SMSFs can coexist with conventional super funds


As the competition between self-managed super funds (SMSFs) and the more mainstream industry and retail super funds continues to evolve, the solution for many Australians may lie in balancing both options, according to Russell Mason, partner – superannuation for Deloitte.
“I think there’s been a general recognition that SMSFs are here to stay, that there is something that nearly one million Australians find is better met in an SMSF environment than in the bundled environment of a retail or an industry fund,” he said.
“And so we’ve seen a number of industry funds and retail funds introducing an ASX200 option, introducing a term deposit option.
“And while I think that’s part of the solution, funds still need to understand what it is that people who are attracted to SMSFs are really looking for and to come up with a suitable solution.”
Indeed, Mason said that for many industry and retail funds, it may be even be necessary to acknowledge that they can’t.

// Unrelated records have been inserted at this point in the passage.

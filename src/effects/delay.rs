//! Feedback delay with dry/wet mix.

use crate::audio_engine::constants::DELAY_MAKEUP_GAIN;
use crate::audio_engine::errors::ParameterError;
use crate::effects::{ON_OFF_FOOTSWITCH, OUTPUT_KNOB, output_knob};
use crate::messages::AudioBlock;
use crate::pedal::{Footswitch, Knob, KnobSettings, Pedal, VariantKind};

pub const FEEDBACK_KNOB: &str = "Feedback";
pub const TIME_KNOB: &str = "Time";
pub const DRY_WET_KNOB: &str = "Dry/Wet";

/// The stock delay pedal: one "Default" variant.
pub fn delay_pedal() -> Result<Pedal, ParameterError> {
    let unit = |default: f64| KnobSettings {
        minimum_value: 0.0,
        maximum_value: 1.0,
        default_value: default,
        precision: 0.01,
        display_enabled: true,
        value: default,
        ..KnobSettings::default()
    };

    let mut pedal = Pedal::new("Delay")?;
    pedal.add_knob(Knob::with_settings(FEEDBACK_KNOB, unit(0.3))?)?;
    pedal.add_knob(Knob::with_settings(TIME_KNOB, unit(0.5))?)?;
    pedal.add_knob(Knob::with_settings(DRY_WET_KNOB, unit(0.5))?)?;
    pedal.add_knob(output_knob(0.0, 0.0)?)?;
    let mut on_off = Footswitch::latching(ON_OFF_FOOTSWITCH, true)?;
    on_off.set_display_enabled(true);
    pedal.add_footswitch(on_off)?;
    pedal.add_variant("Default", VariantKind::Delay)?;
    pedal.reset_modified();
    Ok(pedal)
}

/// Per-block parameter snapshot, all values linearized.
#[derive(Debug, Clone, Copy, PartialEq)]
pub struct DelaySettings {
    pub on: bool,
    /// Delay time in seconds.
    pub time: f64,
    /// Longest selectable delay time in seconds. Sizes the delay line.
    pub time_max: f64,
    pub feedback: f32,
    pub dry_wet: f32,
    pub output: f32,
}

impl DelaySettings {
    pub fn from_pedal(pedal: &Pedal) -> Result<Self, ParameterError> {
        let time = pedal
            .knob(TIME_KNOB)
            .ok_or_else(|| ParameterError::DoesNotExist {
                kind: "knob",
                name: TIME_KNOB.to_string(),
            })?;
        Ok(Self {
            on: pedal.footswitch_state(ON_OFF_FOOTSWITCH)?,
            time: time.value_linearized(),
            time_max: time.maximum_value_linearized(),
            feedback: pedal.knob_value(FEEDBACK_KNOB)? as f32,
            dry_wet: pedal.knob_value(DRY_WET_KNOB)? as f32,
            output: pedal.knob_value(OUTPUT_KNOB)? as f32,
        })
    }
}

/// Circular sample buffer for one channel.
#[derive(Debug, Clone, PartialEq)]
pub struct DelayLine {
    buffer: Vec<f32>,
    write_index: usize,
}

impl DelayLine {
    pub fn new(capacity: usize) -> Self {
        Self {
            buffer: vec![0.0; capacity],
            write_index: 0,
        }
    }

    pub fn capacity(&self) -> usize {
        self.buffer.len()
    }

    pub fn write_index(&self) -> usize {
        self.write_index
    }

    /// Runs `samples` through the line in place.
    ///
    /// `delay` is clamped to the capacity. Each sample is read before its slot is written, so a
    /// delay equal to the capacity returns the sample written one full lap earlier.
    pub fn process(&mut self, samples: &mut [f32], delay: usize, feedback: f32, dry_wet: f32) {
        let capacity = self.capacity();
        if capacity == 0 {
            // Zero-length line: the wet signal is the input itself.
            return;
        }
        let delay = delay.min(capacity);

        for x in samples.iter_mut() {
            let input = *x;
            let delayed = if delay == 0 {
                input
            } else {
                self.buffer[(self.write_index + capacity - delay) % capacity]
            };
            self.buffer[self.write_index] = input + feedback * delayed;
            *x = (1.0 - dry_wet) * input + dry_wet * delayed;
            self.write_index = (self.write_index + 1) % capacity;
        }
    }
}

/// Delay DSP state: one line per channel, advanced in lockstep.
#[derive(Debug, Clone)]
pub struct Delay {
    sample_rate: u32,
    lines: Vec<DelayLine>,
}

impl Delay {
    pub fn new(sample_rate: u32) -> Self {
        Self {
            sample_rate,
            lines: Vec::new(),
        }
    }

    /// Discards buffered audio. Lines are reallocated for the new rate on the next block.
    pub fn set_sample_rate(&mut self, sample_rate: u32) {
        if self.sample_rate != sample_rate {
            log::debug!("Setting Delay sample rate to {sample_rate}");
            self.sample_rate = sample_rate;
            self.lines.clear();
        }
    }

    pub fn lines(&self) -> &[DelayLine] {
        &self.lines
    }

    fn samples(&self, seconds: f64) -> usize {
        (seconds.max(0.0) * f64::from(self.sample_rate)).floor() as usize
    }

    fn ensure_lines(&mut self, channel_count: usize, capacity: usize) {
        let fits = self.lines.len() == channel_count
            && self.lines.first().is_none_or(|l| l.capacity() == capacity);
        if !fits {
            log::debug!("Allocating {channel_count} delay lines of {capacity} samples");
            self.lines = vec![DelayLine::new(capacity); channel_count];
        }
    }

    pub fn process(&mut self, block: &mut AudioBlock, settings: &DelaySettings) {
        if settings.on {
            let capacity = self.samples(settings.time_max);
            self.ensure_lines(block.channel_count(), capacity);
            let delay = self.samples(settings.time);
            for (line, channel) in self.lines.iter_mut().zip(block.channels_mut()) {
                line.process(channel, delay, settings.feedback, settings.dry_wet);
            }
            block.scale(DELAY_MAKEUP_GAIN);
        }
        block.scale(settings.output);
    }
}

“If geared property is what you’re looking for, if having the ability to have flexible investments in small cap stocks is what you’re looking for, then yes, you can’t do that within a traditional industry, retail or public sector fund,” he said.
“However, if these funds accept that they’re here to stay, accept that they can offer part but not necessarily all of the solution, the question is how can they work together?”
And for Mason, a blending of both DIY and mainstream super is entirely possible.
“So, is one of the solutions that Joe Bloggs has part of his money in a self-managed fund where he’s got his geared property and his small cap stocks and then another proportion, perhaps a bigger proportion, in a not-for-profit or retail fund where you can have your indexed equities, your international equities, your infrastructure, your fixed interest?” asked Mason.
“Perhaps you’re going to see a lot of people blend the two together, that might itself be the solution.”